## THE PROBLEM
When the line containing "pub fn round_whole(amount: Decimal)" is found in the data below, copy it and each line after it through the line containing "always fails the", exactly and with no others.

## RAW DATA
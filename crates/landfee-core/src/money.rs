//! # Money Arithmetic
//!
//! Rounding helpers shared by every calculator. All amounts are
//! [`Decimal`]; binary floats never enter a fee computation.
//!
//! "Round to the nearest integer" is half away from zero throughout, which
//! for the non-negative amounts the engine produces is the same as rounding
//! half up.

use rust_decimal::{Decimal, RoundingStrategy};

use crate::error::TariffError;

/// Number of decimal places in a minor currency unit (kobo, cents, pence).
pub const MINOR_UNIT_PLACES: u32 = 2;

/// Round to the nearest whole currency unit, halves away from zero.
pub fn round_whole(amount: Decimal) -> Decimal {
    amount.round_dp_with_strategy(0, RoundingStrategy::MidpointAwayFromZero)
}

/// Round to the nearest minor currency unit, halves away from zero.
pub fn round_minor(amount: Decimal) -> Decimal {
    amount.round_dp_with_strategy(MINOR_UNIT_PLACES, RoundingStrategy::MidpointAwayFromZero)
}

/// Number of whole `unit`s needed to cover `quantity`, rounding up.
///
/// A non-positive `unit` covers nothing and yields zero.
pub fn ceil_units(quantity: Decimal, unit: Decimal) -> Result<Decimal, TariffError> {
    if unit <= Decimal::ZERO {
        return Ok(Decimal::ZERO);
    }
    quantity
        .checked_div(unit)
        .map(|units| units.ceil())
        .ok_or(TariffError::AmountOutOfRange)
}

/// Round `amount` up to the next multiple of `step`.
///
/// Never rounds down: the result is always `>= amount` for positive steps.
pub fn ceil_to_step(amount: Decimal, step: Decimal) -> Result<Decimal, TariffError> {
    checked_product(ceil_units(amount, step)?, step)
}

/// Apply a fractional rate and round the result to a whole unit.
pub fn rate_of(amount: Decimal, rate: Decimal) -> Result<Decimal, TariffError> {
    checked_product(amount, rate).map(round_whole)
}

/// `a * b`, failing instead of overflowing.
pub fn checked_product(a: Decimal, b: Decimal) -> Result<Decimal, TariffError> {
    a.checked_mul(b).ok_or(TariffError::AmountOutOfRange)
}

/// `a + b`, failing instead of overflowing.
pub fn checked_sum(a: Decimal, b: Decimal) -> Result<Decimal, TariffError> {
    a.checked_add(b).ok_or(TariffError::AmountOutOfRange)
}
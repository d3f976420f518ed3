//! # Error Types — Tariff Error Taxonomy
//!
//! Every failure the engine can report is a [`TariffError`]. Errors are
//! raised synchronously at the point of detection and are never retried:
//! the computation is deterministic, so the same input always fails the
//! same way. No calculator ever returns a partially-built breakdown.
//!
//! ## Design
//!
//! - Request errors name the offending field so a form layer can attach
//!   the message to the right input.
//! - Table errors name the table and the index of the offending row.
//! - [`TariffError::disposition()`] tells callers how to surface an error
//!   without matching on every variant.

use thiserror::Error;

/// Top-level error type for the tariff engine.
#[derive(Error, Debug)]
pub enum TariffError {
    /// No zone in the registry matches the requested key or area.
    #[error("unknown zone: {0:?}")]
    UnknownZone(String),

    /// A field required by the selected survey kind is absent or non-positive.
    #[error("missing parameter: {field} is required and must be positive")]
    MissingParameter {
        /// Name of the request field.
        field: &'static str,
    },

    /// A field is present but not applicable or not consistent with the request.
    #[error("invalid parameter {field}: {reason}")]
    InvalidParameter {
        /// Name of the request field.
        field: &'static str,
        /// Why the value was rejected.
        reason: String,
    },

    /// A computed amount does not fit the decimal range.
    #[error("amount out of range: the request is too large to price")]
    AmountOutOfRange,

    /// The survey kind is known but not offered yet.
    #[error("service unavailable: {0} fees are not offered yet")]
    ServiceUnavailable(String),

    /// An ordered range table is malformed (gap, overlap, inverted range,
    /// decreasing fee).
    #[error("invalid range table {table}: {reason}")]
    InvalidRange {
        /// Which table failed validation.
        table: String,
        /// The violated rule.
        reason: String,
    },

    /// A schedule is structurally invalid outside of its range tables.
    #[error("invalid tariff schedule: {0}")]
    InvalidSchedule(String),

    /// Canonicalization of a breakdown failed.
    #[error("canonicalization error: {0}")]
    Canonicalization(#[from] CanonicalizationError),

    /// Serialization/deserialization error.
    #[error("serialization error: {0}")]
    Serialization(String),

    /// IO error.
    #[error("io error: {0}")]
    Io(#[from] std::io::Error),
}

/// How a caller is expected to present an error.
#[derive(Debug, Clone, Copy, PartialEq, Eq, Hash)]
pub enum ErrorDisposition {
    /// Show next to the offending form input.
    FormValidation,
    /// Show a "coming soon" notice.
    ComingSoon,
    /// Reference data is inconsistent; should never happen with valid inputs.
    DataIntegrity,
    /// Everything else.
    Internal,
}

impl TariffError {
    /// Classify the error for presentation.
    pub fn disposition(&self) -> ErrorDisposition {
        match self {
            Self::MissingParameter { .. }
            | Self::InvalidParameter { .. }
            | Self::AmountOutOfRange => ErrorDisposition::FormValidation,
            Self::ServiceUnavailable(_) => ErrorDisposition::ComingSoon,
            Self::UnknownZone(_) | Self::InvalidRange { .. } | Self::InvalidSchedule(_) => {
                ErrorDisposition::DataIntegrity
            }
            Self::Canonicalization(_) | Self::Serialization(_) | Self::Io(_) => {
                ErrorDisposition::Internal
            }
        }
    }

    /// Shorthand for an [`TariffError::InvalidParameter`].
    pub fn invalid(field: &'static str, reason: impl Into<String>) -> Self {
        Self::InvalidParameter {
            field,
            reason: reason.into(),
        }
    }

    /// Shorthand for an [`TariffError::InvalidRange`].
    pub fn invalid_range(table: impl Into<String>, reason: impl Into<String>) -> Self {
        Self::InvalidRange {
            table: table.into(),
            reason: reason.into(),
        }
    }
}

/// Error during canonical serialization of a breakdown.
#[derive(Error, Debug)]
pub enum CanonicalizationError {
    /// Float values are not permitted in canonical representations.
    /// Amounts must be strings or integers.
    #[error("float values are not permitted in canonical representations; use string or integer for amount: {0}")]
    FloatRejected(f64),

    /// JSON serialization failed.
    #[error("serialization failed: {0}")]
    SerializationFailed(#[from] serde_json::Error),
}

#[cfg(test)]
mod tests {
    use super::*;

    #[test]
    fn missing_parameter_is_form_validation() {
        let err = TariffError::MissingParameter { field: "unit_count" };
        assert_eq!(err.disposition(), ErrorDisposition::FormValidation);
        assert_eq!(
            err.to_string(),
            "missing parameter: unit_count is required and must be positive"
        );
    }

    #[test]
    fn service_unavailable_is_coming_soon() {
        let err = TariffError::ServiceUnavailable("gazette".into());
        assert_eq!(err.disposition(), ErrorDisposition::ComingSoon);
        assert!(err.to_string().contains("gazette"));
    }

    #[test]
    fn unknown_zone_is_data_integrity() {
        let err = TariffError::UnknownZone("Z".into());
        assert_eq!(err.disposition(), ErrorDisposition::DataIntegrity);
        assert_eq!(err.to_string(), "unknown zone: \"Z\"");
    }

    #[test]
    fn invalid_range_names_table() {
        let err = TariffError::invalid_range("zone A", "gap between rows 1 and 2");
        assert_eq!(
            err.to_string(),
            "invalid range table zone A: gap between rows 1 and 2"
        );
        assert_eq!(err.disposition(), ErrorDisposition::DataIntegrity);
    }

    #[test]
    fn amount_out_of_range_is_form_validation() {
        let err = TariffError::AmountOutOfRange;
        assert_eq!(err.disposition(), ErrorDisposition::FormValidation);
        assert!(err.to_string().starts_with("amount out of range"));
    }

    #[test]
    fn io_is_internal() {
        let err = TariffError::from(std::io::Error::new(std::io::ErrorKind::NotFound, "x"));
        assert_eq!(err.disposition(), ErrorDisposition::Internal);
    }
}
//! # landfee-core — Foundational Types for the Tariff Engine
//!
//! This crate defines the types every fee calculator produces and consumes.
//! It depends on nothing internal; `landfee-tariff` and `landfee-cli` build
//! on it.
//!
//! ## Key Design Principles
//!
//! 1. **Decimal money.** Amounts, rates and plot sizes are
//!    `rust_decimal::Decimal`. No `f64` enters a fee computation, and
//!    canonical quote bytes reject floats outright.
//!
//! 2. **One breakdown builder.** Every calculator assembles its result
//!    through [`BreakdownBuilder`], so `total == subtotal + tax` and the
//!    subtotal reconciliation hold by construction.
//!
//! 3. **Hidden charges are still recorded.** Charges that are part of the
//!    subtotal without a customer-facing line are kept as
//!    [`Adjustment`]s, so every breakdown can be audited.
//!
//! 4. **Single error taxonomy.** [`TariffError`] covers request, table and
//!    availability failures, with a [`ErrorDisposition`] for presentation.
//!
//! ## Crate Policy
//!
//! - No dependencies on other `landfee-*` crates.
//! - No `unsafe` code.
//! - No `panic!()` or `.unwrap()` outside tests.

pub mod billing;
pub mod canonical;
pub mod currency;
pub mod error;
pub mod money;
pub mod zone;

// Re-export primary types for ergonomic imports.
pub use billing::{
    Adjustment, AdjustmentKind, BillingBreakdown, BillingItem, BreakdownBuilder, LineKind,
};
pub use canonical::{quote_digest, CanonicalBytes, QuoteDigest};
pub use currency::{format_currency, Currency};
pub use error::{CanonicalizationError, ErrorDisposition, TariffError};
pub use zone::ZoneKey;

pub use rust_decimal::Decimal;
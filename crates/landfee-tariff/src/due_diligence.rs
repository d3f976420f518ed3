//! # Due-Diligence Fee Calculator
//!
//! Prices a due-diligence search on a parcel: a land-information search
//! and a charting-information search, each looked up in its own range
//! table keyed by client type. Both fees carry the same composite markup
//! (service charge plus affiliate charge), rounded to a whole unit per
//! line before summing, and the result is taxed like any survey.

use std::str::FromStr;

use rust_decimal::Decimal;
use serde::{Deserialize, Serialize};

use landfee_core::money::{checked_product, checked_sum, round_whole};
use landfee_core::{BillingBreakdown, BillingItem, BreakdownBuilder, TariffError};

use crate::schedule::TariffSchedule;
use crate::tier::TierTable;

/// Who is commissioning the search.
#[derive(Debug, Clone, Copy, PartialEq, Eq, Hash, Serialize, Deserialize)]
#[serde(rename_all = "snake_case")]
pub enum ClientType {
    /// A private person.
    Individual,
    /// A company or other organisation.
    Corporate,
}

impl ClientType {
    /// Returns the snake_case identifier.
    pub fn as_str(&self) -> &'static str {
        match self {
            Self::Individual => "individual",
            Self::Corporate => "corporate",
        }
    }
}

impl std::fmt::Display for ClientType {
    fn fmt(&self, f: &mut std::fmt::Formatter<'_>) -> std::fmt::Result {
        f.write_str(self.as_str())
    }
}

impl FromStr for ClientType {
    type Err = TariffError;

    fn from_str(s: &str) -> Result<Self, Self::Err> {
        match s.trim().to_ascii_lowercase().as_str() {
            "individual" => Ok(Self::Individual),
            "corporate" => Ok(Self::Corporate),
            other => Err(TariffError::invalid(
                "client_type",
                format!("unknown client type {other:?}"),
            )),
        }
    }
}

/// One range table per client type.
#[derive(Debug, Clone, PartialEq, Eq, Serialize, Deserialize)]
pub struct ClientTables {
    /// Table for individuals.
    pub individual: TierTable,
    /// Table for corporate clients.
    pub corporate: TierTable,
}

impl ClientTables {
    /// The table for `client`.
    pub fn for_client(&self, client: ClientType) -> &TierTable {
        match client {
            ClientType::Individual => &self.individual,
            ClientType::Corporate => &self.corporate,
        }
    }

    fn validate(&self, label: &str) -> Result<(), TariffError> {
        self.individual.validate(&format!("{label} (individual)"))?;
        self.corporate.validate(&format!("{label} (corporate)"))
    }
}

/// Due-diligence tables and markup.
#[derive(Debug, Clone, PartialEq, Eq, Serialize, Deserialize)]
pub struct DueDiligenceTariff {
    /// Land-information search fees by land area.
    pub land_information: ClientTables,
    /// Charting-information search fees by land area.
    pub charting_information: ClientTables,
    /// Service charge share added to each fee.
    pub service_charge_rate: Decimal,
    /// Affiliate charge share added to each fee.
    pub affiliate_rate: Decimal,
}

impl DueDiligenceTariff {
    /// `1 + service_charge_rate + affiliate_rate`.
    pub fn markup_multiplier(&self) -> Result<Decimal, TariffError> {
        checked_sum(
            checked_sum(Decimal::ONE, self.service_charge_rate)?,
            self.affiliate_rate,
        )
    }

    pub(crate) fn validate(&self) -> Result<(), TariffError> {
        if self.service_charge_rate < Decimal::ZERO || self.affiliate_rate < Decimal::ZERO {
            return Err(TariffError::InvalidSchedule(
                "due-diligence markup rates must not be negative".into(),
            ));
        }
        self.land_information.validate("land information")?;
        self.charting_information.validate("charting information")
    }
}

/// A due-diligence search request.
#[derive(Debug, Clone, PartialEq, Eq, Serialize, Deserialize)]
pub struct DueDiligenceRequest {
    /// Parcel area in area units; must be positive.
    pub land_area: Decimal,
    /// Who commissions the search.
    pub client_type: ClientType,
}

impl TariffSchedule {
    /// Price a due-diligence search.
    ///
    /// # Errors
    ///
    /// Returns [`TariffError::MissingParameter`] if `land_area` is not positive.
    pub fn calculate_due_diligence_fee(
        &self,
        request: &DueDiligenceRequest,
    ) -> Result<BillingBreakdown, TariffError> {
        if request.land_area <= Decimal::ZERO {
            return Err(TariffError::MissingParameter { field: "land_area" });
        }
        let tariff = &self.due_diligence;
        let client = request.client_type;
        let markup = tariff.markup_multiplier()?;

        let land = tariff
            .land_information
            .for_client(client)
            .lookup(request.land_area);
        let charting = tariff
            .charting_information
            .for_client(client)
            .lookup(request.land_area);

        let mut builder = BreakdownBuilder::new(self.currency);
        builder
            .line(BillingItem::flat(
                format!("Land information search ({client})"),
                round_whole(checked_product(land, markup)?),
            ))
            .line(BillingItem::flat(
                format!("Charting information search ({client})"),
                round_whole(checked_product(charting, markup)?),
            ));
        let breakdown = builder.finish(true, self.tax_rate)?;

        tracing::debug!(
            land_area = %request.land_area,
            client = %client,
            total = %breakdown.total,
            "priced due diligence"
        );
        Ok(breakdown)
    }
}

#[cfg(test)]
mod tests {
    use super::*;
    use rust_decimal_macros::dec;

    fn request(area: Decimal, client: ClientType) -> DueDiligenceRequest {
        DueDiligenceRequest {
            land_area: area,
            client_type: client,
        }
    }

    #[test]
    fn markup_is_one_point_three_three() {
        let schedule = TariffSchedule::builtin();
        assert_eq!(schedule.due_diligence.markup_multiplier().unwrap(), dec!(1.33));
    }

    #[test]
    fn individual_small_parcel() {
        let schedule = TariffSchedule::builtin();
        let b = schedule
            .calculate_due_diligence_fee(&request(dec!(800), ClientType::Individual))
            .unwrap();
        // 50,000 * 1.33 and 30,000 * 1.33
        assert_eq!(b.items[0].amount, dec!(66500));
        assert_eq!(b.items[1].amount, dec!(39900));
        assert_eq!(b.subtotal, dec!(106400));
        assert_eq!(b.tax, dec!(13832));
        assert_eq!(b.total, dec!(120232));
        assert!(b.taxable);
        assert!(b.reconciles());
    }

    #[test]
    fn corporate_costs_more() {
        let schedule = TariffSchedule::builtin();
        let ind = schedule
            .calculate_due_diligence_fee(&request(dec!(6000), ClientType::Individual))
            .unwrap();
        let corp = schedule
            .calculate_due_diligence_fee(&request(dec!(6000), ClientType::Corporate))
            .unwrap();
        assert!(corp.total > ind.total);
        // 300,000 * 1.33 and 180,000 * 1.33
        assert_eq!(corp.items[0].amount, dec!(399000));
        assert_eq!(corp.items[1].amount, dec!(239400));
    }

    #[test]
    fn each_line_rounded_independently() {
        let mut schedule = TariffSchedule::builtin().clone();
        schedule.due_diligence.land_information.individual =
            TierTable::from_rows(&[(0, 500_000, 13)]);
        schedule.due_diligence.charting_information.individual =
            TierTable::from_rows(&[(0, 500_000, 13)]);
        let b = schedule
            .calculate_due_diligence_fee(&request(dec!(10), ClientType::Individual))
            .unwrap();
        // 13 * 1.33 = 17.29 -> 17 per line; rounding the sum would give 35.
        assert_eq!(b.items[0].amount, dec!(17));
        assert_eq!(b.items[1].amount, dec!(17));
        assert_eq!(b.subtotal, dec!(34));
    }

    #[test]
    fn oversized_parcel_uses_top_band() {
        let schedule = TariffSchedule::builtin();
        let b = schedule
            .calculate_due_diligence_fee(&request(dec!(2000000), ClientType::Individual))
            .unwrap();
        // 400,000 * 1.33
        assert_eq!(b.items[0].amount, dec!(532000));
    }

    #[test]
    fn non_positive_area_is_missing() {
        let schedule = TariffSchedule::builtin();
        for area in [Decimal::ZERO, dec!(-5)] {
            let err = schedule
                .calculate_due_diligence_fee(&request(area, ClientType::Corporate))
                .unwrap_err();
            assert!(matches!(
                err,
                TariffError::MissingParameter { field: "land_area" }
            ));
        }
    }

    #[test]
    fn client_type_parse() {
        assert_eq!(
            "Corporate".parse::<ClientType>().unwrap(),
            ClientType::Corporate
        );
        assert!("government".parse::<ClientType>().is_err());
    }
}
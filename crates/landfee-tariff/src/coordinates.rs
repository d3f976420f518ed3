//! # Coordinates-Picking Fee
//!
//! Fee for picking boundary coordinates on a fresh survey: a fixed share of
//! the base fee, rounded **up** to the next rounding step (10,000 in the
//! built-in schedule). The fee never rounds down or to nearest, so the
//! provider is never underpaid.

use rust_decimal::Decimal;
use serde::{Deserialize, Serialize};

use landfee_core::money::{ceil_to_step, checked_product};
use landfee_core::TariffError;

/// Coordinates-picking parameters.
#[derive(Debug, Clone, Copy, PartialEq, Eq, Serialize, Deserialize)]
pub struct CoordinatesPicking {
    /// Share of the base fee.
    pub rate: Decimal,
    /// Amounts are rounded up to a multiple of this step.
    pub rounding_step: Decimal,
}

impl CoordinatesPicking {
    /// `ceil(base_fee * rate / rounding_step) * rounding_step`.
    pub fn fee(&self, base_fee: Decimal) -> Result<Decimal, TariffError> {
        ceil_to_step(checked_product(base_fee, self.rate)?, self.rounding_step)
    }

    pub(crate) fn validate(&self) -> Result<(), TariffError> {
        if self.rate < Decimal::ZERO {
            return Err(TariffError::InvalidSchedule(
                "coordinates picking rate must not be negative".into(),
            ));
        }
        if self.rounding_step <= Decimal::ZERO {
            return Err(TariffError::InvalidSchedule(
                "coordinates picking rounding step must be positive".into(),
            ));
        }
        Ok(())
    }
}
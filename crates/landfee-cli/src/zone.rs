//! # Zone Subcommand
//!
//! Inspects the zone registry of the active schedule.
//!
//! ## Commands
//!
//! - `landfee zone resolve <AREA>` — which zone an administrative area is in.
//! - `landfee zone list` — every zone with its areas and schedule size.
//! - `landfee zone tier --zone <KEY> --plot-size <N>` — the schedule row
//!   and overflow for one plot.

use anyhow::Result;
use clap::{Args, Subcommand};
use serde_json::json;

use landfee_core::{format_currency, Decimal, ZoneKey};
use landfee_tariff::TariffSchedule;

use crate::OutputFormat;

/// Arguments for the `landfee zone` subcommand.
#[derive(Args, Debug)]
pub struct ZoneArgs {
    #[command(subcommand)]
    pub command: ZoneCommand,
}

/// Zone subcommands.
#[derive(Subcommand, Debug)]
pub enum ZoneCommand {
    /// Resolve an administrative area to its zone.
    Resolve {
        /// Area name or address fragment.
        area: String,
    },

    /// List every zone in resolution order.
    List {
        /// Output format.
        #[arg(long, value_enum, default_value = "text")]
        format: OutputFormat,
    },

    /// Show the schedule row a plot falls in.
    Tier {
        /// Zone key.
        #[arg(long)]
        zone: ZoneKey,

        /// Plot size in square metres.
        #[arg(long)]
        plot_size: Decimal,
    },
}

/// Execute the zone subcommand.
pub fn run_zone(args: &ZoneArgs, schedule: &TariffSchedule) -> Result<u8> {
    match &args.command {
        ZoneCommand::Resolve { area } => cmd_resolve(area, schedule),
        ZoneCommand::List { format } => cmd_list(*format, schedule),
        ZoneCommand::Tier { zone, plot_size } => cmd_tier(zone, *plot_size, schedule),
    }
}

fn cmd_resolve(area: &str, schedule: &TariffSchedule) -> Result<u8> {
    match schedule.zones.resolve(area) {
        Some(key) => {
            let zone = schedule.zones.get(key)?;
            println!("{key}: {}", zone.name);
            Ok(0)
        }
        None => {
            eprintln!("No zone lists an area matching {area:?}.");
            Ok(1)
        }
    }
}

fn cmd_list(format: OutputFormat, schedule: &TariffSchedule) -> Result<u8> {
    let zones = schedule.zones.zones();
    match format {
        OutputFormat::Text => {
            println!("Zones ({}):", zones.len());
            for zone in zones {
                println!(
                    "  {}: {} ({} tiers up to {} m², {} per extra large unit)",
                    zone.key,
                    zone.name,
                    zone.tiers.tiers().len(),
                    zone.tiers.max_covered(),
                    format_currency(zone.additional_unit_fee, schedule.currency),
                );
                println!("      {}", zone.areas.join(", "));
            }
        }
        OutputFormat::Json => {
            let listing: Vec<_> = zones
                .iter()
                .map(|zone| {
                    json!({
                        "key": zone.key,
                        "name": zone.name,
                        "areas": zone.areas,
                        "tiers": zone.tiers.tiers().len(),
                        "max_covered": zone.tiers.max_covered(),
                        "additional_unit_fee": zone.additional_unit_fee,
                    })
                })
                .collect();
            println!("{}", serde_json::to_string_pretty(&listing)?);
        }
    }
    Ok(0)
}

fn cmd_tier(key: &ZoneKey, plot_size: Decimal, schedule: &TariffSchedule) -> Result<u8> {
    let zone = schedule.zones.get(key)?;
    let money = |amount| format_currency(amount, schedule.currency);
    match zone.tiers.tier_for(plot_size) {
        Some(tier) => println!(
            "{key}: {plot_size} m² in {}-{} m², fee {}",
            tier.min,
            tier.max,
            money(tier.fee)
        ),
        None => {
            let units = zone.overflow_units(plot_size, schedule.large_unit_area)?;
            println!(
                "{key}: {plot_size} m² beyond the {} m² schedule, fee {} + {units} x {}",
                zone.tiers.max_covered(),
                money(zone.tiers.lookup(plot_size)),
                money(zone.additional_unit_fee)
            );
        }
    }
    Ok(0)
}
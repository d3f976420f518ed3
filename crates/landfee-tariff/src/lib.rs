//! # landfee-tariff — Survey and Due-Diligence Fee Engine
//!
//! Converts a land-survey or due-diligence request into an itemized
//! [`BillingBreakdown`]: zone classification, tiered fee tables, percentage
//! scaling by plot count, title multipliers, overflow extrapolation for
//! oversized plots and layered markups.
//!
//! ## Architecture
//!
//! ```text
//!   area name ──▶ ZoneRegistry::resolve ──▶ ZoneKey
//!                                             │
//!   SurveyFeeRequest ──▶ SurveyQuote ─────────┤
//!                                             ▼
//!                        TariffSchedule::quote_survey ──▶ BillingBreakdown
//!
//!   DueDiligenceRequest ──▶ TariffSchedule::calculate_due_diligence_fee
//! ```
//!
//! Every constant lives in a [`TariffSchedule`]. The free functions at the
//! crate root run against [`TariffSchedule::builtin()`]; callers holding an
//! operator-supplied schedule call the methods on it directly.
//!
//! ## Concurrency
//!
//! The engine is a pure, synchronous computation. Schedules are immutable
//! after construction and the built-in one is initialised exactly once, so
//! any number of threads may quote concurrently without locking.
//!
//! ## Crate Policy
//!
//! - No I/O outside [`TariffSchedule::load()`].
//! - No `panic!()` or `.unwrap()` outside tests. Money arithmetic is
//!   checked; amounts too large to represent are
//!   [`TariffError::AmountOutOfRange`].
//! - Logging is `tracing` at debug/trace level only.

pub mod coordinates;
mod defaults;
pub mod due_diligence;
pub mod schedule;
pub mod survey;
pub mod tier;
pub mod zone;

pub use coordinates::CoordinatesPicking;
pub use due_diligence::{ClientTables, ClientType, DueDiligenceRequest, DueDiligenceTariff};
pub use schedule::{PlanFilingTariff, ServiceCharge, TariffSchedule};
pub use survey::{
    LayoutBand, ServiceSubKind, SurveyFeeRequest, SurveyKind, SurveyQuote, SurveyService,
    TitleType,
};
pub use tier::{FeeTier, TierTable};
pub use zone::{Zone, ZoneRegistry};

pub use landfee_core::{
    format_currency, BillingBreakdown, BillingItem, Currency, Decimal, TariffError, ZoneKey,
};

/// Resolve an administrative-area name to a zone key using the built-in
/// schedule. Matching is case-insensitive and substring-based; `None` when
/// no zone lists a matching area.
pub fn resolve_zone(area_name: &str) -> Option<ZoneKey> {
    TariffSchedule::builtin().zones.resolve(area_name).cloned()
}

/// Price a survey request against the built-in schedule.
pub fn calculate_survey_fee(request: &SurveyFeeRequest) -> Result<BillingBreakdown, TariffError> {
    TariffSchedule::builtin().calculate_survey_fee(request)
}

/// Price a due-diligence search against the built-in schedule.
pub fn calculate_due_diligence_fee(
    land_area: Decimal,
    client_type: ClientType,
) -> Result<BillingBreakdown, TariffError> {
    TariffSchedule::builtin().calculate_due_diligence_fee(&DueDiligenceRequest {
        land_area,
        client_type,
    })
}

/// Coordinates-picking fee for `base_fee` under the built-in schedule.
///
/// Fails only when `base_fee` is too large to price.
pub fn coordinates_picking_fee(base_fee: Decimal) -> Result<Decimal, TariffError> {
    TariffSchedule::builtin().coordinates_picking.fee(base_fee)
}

## RESPONSE TO THIS TASK
pub fn round_whole(amount: Decimal) -> Decimal {
    amount.round_dp_with_strategy(0, RoundingStrategy::MidpointAwayFromZero)
}

/// Round to the nearest minor currency unit, halves away from zero.
pub fn round_minor(amount: Decimal) -> Decimal {
    amount.round_dp_with_strategy(MINOR_UNIT_PLACES, RoundingStrategy::MidpointAwayFromZero)
}

/// Number of whole `unit`s needed to cover `quantity`, rounding up.
///
/// A non-positive `unit` covers nothing and yields zero.
pub fn ceil_units(quantity: Decimal, unit: Decimal) -> Result<Decimal, TariffError> {
    if unit <= Decimal::ZERO {
        return Ok(Decimal::ZERO);
    }
    quantity
        .checked_div(unit)
        .map(|units| units.ceil())
        .ok_or(TariffError::AmountOutOfRange)
}

/// Round `amount` up to the next multiple of `step`.
///
/// Never rounds down: the result is always `>= amount` for positive steps.
pub fn ceil_to_step(amount: Decimal, step: Decimal) -> Result<Decimal, TariffError> {
    checked_product(ceil_units(amount, step)?, step)
}

/// Apply a fractional rate and round the result to a whole unit.
pub fn rate_of(amount: Decimal, rate: Decimal) -> Result<Decimal, TariffError> {
    checked_product(amount, rate).map(round_whole)
}

/// `a * b`, failing instead of overflowing.
pub fn checked_product(a: Decimal, b: Decimal) -> Result<Decimal, TariffError> {
    a.checked_mul(b).ok_or(TariffError::AmountOutOfRange)
}

/// `a + b`, failing instead of overflowing.
pub fn checked_sum(a: Decimal, b: Decimal) -> Result<Decimal, TariffError> {
    a.checked_add(b).ok_or(TariffError::AmountOutOfRange)
}
repository d3f976420f518ed3
//! # Error Types — Tariff Error Taxonomy
//!
//! Every failure the engine can report is a [`TariffError`]. Errors are
//! raised synchronously at the point of detection and are never retried:
//! the computation is deterministic, so the same input always fails the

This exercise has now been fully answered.